Work order: Each line of the entries that mentions the string "ApiServer" needs to be reported.
(Provided material)
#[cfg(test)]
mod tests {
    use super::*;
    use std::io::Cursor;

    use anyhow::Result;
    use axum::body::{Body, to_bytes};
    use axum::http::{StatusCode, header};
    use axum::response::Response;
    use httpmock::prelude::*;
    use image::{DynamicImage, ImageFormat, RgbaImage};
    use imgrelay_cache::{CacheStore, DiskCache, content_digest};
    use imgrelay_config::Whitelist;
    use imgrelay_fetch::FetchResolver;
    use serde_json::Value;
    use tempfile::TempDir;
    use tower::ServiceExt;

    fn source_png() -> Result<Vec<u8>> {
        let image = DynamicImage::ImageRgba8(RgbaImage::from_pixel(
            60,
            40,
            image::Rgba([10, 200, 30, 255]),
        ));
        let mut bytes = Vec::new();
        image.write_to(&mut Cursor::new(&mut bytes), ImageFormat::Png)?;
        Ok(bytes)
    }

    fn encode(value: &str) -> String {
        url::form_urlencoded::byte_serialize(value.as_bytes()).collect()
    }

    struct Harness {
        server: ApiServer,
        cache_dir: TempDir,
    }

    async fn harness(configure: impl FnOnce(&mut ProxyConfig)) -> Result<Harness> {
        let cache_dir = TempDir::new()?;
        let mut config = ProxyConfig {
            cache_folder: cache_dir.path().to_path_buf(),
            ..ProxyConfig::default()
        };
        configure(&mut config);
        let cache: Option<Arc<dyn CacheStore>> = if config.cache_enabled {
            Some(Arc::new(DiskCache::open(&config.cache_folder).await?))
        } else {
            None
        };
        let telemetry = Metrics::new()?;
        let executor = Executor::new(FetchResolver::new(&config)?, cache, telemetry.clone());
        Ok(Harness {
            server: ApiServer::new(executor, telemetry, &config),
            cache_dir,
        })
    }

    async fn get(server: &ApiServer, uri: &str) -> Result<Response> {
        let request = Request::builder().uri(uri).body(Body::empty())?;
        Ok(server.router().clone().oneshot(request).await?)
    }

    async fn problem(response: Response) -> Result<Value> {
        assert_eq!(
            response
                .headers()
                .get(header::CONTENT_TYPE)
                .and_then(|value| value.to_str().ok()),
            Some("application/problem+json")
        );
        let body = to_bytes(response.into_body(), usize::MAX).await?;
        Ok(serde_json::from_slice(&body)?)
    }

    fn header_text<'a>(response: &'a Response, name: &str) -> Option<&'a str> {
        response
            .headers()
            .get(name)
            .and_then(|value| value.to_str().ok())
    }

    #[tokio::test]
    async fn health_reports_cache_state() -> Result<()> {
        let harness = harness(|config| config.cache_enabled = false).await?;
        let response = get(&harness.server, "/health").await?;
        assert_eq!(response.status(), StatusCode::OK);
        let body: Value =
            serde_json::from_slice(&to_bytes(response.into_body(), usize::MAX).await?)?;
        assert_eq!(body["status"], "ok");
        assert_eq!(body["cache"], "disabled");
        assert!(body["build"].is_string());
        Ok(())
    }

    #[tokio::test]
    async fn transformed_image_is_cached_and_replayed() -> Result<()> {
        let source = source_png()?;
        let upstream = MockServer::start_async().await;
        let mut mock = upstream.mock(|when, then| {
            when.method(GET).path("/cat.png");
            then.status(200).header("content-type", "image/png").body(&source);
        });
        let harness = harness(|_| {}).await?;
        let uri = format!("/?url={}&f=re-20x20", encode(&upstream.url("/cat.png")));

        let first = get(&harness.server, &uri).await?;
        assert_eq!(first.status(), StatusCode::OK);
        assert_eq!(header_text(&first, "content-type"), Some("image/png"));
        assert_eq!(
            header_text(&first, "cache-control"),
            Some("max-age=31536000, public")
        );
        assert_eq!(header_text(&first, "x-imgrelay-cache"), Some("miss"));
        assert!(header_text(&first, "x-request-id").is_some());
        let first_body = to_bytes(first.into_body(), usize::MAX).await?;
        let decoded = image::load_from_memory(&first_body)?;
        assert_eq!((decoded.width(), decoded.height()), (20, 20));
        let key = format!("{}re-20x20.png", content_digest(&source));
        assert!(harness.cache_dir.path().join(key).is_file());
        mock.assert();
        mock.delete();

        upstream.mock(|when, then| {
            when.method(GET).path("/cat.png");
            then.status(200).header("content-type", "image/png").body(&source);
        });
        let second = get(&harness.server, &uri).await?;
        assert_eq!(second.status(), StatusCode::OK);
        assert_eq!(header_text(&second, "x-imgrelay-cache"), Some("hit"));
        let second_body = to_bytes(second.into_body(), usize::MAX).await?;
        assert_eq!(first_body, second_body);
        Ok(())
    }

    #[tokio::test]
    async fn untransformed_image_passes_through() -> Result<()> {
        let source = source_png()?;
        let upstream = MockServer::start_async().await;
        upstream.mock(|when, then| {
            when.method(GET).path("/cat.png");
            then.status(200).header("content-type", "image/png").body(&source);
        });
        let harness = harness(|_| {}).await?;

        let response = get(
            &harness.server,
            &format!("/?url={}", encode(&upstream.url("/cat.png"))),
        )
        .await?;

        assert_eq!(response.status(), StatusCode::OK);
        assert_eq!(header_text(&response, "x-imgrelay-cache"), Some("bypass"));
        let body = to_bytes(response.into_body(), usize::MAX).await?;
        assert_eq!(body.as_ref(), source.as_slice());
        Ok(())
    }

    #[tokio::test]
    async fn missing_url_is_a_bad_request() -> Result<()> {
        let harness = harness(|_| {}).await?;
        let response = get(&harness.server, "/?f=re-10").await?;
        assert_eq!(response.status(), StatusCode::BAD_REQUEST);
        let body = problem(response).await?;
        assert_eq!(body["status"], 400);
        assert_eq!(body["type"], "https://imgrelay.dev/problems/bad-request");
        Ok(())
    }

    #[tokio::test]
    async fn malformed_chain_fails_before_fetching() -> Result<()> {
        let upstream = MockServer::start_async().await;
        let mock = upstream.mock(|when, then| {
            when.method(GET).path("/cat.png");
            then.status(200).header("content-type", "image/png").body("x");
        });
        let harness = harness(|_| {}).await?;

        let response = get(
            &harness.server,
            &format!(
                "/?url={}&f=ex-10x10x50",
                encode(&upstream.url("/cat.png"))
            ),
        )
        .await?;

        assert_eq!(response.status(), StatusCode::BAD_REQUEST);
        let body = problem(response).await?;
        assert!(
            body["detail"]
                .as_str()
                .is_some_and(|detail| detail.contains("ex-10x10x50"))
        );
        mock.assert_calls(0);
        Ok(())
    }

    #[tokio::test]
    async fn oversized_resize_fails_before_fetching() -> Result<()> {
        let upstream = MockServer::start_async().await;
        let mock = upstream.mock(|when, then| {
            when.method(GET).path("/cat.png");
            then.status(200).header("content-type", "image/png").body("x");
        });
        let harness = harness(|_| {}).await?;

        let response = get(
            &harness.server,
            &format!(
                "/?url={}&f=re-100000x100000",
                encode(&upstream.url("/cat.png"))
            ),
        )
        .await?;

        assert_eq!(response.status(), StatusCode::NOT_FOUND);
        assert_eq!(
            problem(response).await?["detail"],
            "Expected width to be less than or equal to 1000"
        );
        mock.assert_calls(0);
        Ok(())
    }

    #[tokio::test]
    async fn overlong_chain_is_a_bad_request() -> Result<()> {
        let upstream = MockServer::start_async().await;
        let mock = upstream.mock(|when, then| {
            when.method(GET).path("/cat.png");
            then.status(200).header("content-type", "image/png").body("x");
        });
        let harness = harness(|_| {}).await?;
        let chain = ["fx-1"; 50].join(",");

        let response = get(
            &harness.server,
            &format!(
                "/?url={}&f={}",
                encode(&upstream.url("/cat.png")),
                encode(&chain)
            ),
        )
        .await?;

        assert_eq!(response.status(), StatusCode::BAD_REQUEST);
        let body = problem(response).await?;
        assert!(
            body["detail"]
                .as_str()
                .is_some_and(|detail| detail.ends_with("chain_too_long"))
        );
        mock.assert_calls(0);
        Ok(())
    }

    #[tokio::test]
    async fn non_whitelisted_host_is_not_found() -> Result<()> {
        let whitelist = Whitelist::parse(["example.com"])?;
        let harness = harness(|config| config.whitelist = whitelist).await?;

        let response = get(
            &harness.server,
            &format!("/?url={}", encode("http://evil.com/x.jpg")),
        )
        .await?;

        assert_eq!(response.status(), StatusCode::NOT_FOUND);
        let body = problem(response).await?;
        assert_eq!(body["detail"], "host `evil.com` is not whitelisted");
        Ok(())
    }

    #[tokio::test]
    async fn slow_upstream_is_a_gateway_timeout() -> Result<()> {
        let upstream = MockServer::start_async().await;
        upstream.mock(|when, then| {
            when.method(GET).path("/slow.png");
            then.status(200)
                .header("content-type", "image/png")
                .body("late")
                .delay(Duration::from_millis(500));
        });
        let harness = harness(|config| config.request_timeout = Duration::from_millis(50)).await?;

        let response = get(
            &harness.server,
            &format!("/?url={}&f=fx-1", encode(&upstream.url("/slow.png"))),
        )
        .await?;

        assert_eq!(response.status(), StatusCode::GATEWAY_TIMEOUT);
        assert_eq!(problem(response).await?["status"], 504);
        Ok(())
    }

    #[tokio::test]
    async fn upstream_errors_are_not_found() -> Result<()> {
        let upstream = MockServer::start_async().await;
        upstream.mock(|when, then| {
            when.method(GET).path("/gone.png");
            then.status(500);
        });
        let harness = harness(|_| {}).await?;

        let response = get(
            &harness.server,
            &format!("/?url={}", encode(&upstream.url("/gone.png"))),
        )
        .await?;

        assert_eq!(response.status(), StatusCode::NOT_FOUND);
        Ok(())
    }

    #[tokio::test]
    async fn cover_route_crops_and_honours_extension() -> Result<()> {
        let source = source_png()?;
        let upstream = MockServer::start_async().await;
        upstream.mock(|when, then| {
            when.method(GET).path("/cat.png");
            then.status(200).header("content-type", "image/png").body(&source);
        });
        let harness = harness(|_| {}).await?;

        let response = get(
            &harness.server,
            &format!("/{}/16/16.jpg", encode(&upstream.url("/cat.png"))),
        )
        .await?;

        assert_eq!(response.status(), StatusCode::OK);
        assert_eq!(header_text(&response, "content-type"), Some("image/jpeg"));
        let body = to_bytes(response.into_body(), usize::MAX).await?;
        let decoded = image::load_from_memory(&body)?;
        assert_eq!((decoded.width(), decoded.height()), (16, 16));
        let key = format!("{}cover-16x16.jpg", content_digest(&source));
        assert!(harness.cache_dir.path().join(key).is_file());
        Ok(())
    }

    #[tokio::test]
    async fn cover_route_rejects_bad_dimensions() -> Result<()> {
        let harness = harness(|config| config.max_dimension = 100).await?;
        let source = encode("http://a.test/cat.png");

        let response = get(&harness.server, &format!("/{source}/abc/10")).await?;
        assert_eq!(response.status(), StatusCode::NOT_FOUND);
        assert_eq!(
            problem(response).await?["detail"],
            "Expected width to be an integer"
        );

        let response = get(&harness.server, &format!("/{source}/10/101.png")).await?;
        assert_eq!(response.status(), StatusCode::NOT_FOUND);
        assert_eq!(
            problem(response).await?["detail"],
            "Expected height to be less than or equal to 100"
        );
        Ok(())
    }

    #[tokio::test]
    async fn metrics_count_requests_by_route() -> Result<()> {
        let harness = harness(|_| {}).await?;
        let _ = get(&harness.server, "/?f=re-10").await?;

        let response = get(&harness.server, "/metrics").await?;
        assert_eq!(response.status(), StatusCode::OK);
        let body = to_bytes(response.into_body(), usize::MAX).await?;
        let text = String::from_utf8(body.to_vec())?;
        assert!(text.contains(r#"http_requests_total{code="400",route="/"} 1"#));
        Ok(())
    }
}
(End Provided material)
Task result:
        server: ApiServer,
            server: ApiServer::new(executor, telemetry, &config),
    async fn get(server: &ApiServer, uri: &str) -> Result<Response> {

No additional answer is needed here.